> _Data for analysis_
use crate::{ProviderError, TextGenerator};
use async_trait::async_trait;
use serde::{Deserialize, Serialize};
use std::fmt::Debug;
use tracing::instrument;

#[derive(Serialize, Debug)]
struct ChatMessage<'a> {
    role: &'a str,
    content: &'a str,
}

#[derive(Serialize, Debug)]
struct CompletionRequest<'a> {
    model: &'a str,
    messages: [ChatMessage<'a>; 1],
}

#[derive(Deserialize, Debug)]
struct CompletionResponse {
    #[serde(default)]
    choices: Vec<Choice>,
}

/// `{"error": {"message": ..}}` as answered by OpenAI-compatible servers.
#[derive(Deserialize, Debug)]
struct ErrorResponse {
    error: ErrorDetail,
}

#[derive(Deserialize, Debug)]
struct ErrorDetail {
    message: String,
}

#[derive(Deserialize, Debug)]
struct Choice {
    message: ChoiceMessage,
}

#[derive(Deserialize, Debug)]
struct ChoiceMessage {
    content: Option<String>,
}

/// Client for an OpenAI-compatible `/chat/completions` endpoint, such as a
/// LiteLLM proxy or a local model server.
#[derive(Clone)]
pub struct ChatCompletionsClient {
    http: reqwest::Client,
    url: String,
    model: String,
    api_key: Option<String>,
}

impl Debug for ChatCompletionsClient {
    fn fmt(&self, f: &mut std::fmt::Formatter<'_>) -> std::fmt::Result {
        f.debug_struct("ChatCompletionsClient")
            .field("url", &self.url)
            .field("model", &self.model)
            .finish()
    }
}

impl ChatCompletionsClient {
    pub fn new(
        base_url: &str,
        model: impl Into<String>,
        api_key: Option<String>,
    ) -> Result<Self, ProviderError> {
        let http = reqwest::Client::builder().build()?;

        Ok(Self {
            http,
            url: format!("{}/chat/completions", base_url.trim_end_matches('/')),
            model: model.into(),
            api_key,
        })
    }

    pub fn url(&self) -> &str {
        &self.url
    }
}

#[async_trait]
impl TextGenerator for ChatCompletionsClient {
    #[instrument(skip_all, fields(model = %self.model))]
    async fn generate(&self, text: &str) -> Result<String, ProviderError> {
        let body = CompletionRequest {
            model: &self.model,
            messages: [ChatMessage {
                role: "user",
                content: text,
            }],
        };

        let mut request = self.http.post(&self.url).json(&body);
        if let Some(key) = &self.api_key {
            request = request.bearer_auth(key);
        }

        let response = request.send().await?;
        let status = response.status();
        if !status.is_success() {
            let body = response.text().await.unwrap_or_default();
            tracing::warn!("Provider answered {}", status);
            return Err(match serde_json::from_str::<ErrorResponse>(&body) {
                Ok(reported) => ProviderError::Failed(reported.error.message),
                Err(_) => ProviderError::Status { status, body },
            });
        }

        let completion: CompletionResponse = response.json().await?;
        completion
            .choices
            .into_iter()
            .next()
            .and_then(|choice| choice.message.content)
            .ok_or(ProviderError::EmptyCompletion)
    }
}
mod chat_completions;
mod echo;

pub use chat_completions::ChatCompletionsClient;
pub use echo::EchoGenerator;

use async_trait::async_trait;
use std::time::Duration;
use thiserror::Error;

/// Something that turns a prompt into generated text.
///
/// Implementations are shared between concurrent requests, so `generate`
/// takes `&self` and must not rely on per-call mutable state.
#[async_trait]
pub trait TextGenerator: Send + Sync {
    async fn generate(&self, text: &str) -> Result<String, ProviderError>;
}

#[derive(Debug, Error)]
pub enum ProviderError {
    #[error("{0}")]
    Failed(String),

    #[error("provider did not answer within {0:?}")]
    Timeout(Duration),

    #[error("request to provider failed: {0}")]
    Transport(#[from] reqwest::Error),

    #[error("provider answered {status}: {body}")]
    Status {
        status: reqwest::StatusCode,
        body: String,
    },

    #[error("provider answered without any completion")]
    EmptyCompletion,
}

> _Work instruction_
Search the entries above for the word "tracing" and copy each line where it appears.

> _Exercise answer_
use tracing::instrument;
            tracing::warn!("Provider answered {}", status);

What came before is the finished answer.